» Problem statement
Which lines below mention "PATCH"? Pick each one out.

[Data records]

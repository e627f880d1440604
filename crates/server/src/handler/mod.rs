pub mod admin;
pub mod health;
pub mod jobs;
pub mod profile;
pub mod redirect;
pub mod sample;

use crate::response::error_response;
use axum::extract::Request;
use axum::response::Response;
use warden_core::context::RequestContext;
use warden_core::error::ApiError;

/// JSON 404 for every unmatched path.
pub async fn not_found(request: Request) -> Response {
    let request_id = request
        .extensions()
        .get::<RequestContext>()
        .map(|ctx| ctx.request_id.clone());
    error_response(
        &ApiError::NotFound(format!("No route for {}", request.uri().path())),
        request_id.as_deref(),
    )
}
//! Secure route handlers.
//!
//! [`secure`] wraps business logic in a fixed sequence of checks, each of
//! which ends the request on failure:
//!
//! 1. method allow-list
//! 2. rate limit (ip + path, optionally method)
//! 3. authentication, then role (any-of), then permissions (all-of)
//! 4. body: size ceiling from `Content-Length`, JSON parse, sanitize, schema
//! 5. query: coerce, sanitize, schema
//! 6. the handler itself, with panics turned into `INTERNAL_ERROR`
//!
//! Cheap checks come first so a rejected request never reaches the rate
//! limit store or the auth resolver, and payloads are only read once the
//! caller is known to be allowed.

use crate::AppState;
use crate::response::{apply_rate_limit_headers, error_response};
use axum::body::Body;
use axum::extract::{Request, State};
use axum::http::request::Parts;
use axum::http::{HeaderValue, Method, StatusCode, header};
use axum::response::Response;
use axum::routing::MethodRouter;
use chrono::Utc;
use futures::FutureExt;
use futures::future::BoxFuture;
use serde::de::DeserializeOwned;
use serde_json::{Map, Value};
use std::any::Any;
use std::future::Future;
use std::panic::AssertUnwindSafe;
use std::sync::Arc;
use warden_core::auth::{AuthContext, Role};
use warden_core::context::RequestContext;
use warden_core::error::ApiError;
use warden_core::rate_limit::{RateLimitResult, RateLimitTier, rate_limit_key};
use warden_core::sanitize::sanitize_value;
use warden_core::validation::Schema;

/// Body ceiling when a route does not set one (1 MiB).
pub const DEFAULT_MAX_BODY_SIZE: usize = 1024 * 1024;

/// Checks applied to one group of methods on a route.
#[derive(Debug, Clone)]
pub struct RouteOptions {
    methods: Vec<Method>,
    rate_limit: Option<RateLimitTier>,
    limit_by_method: bool,
    require_auth: bool,
    roles: Vec<Role>,
    permissions: Vec<String>,
    body_schema: Option<Arc<Schema>>,
    query_schema: Option<Arc<Schema>>,
    max_body_size: usize,
}

impl Default for RouteOptions {
    fn default() -> Self {
        Self {
            methods: vec![Method::GET],
            rate_limit: Some(RateLimitTier::Public),
            limit_by_method: false,
            require_auth: false,
            roles: Vec::new(),
            permissions: Vec::new(),
            body_schema: None,
            query_schema: None,
            max_body_size: DEFAULT_MAX_BODY_SIZE,
        }
    }
}

impl RouteOptions {
    /// `GET` only, public rate-limit tier, no auth.
    pub fn new() -> Self {
        Self::default()
    }

    pub fn methods(mut self, methods: impl IntoIterator<Item = Method>) -> Self {
        self.methods = methods.into_iter().collect();
        self
    }

    pub fn rate_limit(mut self, tier: RateLimitTier) -> Self {
        self.rate_limit = Some(tier);
        self
    }

    pub fn no_rate_limit(mut self) -> Self {
        self.rate_limit = None;
        self
    }

    /// Count this method separately from other methods on the same path.
    pub fn limit_by_method(mut self) -> Self {
        self.limit_by_method = true;
        self
    }

    pub fn require_auth(mut self) -> Self {
        self.require_auth = true;
        self
    }

    /// Caller's role must be one of `roles`. Implies authentication.
    pub fn require_roles(mut self, roles: impl IntoIterator<Item = Role>) -> Self {
        self.roles = roles.into_iter().collect();
        self
    }

    /// Caller must hold every one of `permissions`. Implies authentication.
    pub fn require_permissions<I, S>(mut self, permissions: I) -> Self
    where
        I: IntoIterator<Item = S>,
        S: Into<String>,
    {
        self.permissions = permissions.into_iter().map(Into::into).collect();
        self
    }

    /// Validated for POST, PUT and PATCH.
    pub fn body_schema(mut self, schema: Schema) -> Self {
        self.body_schema = Some(Arc::new(schema));
        self
    }

    pub fn query_schema(mut self, schema: Schema) -> Self {
        self.query_schema = Some(Arc::new(schema));
        self
    }

    pub fn max_body_size(mut self, bytes: usize) -> Self {
        self.max_body_size = bytes;
        self
    }

    fn needs_auth(&self) -> bool {
        self.require_auth || !self.roles.is_empty() || !self.permissions.is_empty()
    }
}

/// Everything a handler receives once all checks passed.
pub struct HandlerInput {
    /// Context with the resolved identity attached.
    pub ctx: RequestContext,
    /// Sanitized, schema-valid body. `None` when the route has no body schema.
    pub body: Option<Value>,
    /// Sanitized, schema-valid query. `None` when the route has no query schema.
    pub query: Option<Value>,
    pub parts: Parts,
}

impl HandlerInput {
    pub fn auth(&self) -> Result<&AuthContext, ApiError> {
        self.ctx
            .auth
            .as_ref()
            .ok_or_else(|| ApiError::Unauthorized("Authentication required".into()))
    }

    pub fn body_as<T: DeserializeOwned>(&self) -> Result<T, ApiError> {
        decode(self.body.as_ref(), "body")
    }

    pub fn query_as<T: DeserializeOwned>(&self) -> Result<T, ApiError> {
        decode(self.query.as_ref(), "query")
    }
}

fn decode<T: DeserializeOwned>(value: Option<&Value>, what: &str) -> Result<T, ApiError> {
    let value = value.cloned().unwrap_or_else(|| Value::Object(Map::new()));
    serde_json::from_value(value)
        .map_err(|e| ApiError::BadRequest(format!("Invalid request {what}: {e}")))
}

type BoxedHandler =
    Arc<dyn Fn(AppState, HandlerInput) -> BoxFuture<'static, Result<Response, ApiError>> + Send + Sync>;

struct SecuredRoute {
    options: RouteOptions,
    handler: BoxedHandler,
}

/// One or more secured method groups sharing a path.
pub struct Secured {
    routes: Vec<SecuredRoute>,
}

/// Wrap `handler` in the check sequence described by `options`.
pub fn secure<H, Fut>(options: RouteOptions, handler: H) -> Secured
where
    H: Fn(AppState, HandlerInput) -> Fut + Send + Sync + 'static,
    Fut: Future<Output = Result<Response, ApiError>> + Send + 'static,
{
    let handler: BoxedHandler = Arc::new(move |state, input| handler(state, input).boxed());
    Secured {
        routes: vec![SecuredRoute { options, handler }],
    }
}

impl Secured {
    /// Serve another method group on the same path. The first group listing
    /// a method handles it.
    pub fn and(mut self, other: Secured) -> Self {
        self.routes.extend(other.routes);
        self
    }

    pub fn into_method_router(self) -> MethodRouter<AppState> {
        let secured = Arc::new(self);
        axum::routing::any(move |State(state): State<AppState>, request: Request| {
            let secured = secured.clone();
            async move { secured.handle(state, request).await }
        })
    }

    fn allowed_methods(&self) -> Vec<Method> {
        let mut allowed: Vec<Method> = Vec::new();
        for method in self.routes.iter().flat_map(|r| &r.options.methods) {
            if !allowed.contains(method) {
                allowed.push(method.clone());
            }
        }
        allowed
    }

    async fn handle(&self, state: AppState, request: Request) -> Response {
        let ctx = request
            .extensions()
            .get::<RequestContext>()
            .cloned()
            .unwrap_or_else(|| RequestContext::from_headers(request.headers()));
        let request_id = ctx.request_id.clone();
        let method = request.method().clone();
        let allowed = self.allowed_methods();
        let mut rate = None;

        let route = self.routes.iter().find(|r| r.options.methods.contains(&method));
        let result = match route {
            Some(route) => route.run(state, ctx, request, &mut rate).await,
            None => Err(ApiError::MethodNotAllowed {
                method: method.to_string(),
                allowed: allowed.iter().map(ToString::to_string).collect(),
            }),
        };

        let mut response = result.unwrap_or_else(|e| error_response(&e, Some(&request_id)));
        let status = response.status();
        let headers = response.headers_mut();
        if let Some(rate) = &rate {
            apply_rate_limit_headers(headers, rate, Utc::now());
        }
        let allow = allowed.iter().map(Method::as_str).collect::<Vec<_>>().join(", ");
        if let Ok(value) = HeaderValue::from_str(&allow) {
            if status == StatusCode::METHOD_NOT_ALLOWED {
                headers.insert(header::ALLOW, value.clone());
            }
            headers.insert(header::ACCESS_CONTROL_ALLOW_METHODS, value);
        }
        response
    }
}

impl SecuredRoute {
    async fn run(
        &self,
        state: AppState,
        ctx: RequestContext,
        request: Request,
        rate: &mut Option<RateLimitResult>,
    ) -> Result<Response, ApiError> {
        let options = &self.options;
        let (parts, raw_body) = request.into_parts();
        let path = parts.uri.path().to_string();

        if let Some(tier) = options.rate_limit {
            let method = options.limit_by_method.then(|| parts.method.as_str());
            let key = rate_limit_key(&ctx.ip, &path, method);
            let result = state.rate_limiter.limit(&key, tier).await;
            let allowed = result.allowed;
            let retry_after_secs = result.retry_after_secs(Utc::now()).max(1);
            *rate = Some(result);
            if !allowed {
                tracing::warn!(
                    target: "warden::security",
                    event = "rate_limited",
                    request_id = %ctx.request_id,
                    ip = %ctx.ip,
                    path = %path,
                    tier = tier.as_str(),
                    "Rate limit exceeded"
                );
                return Err(ApiError::RateLimited { retry_after_secs });
            }
        }

        let auth = match state.auth.resolve(&parts.headers).await {
            Ok(auth) => auth,
            Err(e) if options.needs_auth() => {
                tracing::error!(request_id = %ctx.request_id, "Auth resolver failed: {e}");
                return Err(ApiError::ServiceUnavailable(e.to_string()));
            }
            Err(e) => {
                tracing::warn!(
                    request_id = %ctx.request_id,
                    "Auth resolver failed, continuing anonymously: {e}"
                );
                None
            }
        };
        let ctx = ctx.with_auth(auth);

        if options.needs_auth() && ctx.auth.is_none() {
            return Err(ApiError::Unauthorized("Authentication required".into()));
        }
        if let Some(auth) = &ctx.auth {
            if !options.roles.is_empty() && !options.roles.contains(&auth.role) {
                tracing::warn!(
                    target: "warden::security",
                    event = "role_denied",
                    request_id = %ctx.request_id,
                    ip = %ctx.ip,
                    path = %path,
                    user_id = %auth.user_id,
                    role = auth.role.as_str(),
                    "Role not permitted"
                );
                return Err(ApiError::Forbidden("Insufficient role".into()));
            }
            let missing = auth.missing_permissions(&options.permissions);
            if !missing.is_empty() {
                tracing::warn!(
                    target: "warden::security",
                    event = "permission_denied",
                    request_id = %ctx.request_id,
                    ip = %ctx.ip,
                    path = %path,
                    user_id = %auth.user_id,
                    missing = ?missing,
                    "Missing permissions"
                );
                return Err(ApiError::Forbidden("Missing required permissions".into()));
            }
        }

        let body = match &options.body_schema {
            Some(schema) if carries_body(&parts.method) => {
                Some(read_json_body(&parts, raw_body, options.max_body_size, schema).await?)
            }
            _ => None,
        };

        let query = match &options.query_schema {
            Some(schema) => {
                let pairs: Vec<(String, String)> =
                    url::form_urlencoded::parse(parts.uri.query().unwrap_or("").as_bytes())
                        .into_owned()
                        .collect();
                let value = sanitize_value(schema.coerce_query(&pairs));
                schema.validate(&value).map_err(ApiError::Validation)?;
                Some(value)
            }
            None => None,
        };

        let input = HandlerInput {
            ctx,
            body,
            query,
            parts,
        };
        match AssertUnwindSafe((self.handler)(state, input)).catch_unwind().await {
            Ok(result) => result,
            Err(panic) => Err(ApiError::Internal(format!(
                "handler panicked: {}",
                panic_message(panic.as_ref())
            ))),
        }
    }
}

fn carries_body(method: &Method) -> bool {
    matches!(*method, Method::POST | Method::PUT | Method::PATCH)
}

/// Enforce the size ceiling, parse, sanitize and validate. A declared
/// `Content-Length` above the limit is rejected before the body is polled.
async fn read_json_body(
    parts: &Parts,
    body: Body,
    limit: usize,
    schema: &Schema,
) -> Result<Value, ApiError> {
    let declared = parts
        .headers
        .get(header::CONTENT_LENGTH)
        .and_then(|v| v.to_str().ok())
        .and_then(|v| v.trim().parse::<u64>().ok());
    if declared.is_some_and(|len| len > limit as u64) {
        return Err(ApiError::BadRequest(format!(
            "Request body exceeds {limit} bytes"
        )));
    }

    let bytes = axum::body::to_bytes(body, limit).await.map_err(|_| {
        ApiError::BadRequest(format!("Request body exceeds {limit} bytes or could not be read"))
    })?;
    let value = if bytes.is_empty() {
        Value::Object(Map::new())
    } else {
        serde_json::from_slice(&bytes)
            .map_err(|e| ApiError::BadRequest(format!("Malformed JSON body: {e}")))?
    };

    let value = sanitize_value(value);
    schema.validate(&value).map_err(ApiError::Validation)?;
    Ok(value)
}

fn panic_message(payload: &(dyn Any + Send)) -> &str {
    payload
        .downcast_ref::<&str>()
        .copied()
        .or_else(|| payload.downcast_ref::<String>().map(String::as_str))
        .unwrap_or("non-string panic payload")
}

» Task answer
    /// Validated for POST, PUT and PATCH.
    matches!(*method, Method::POST | Method::PUT | Method::PATCH)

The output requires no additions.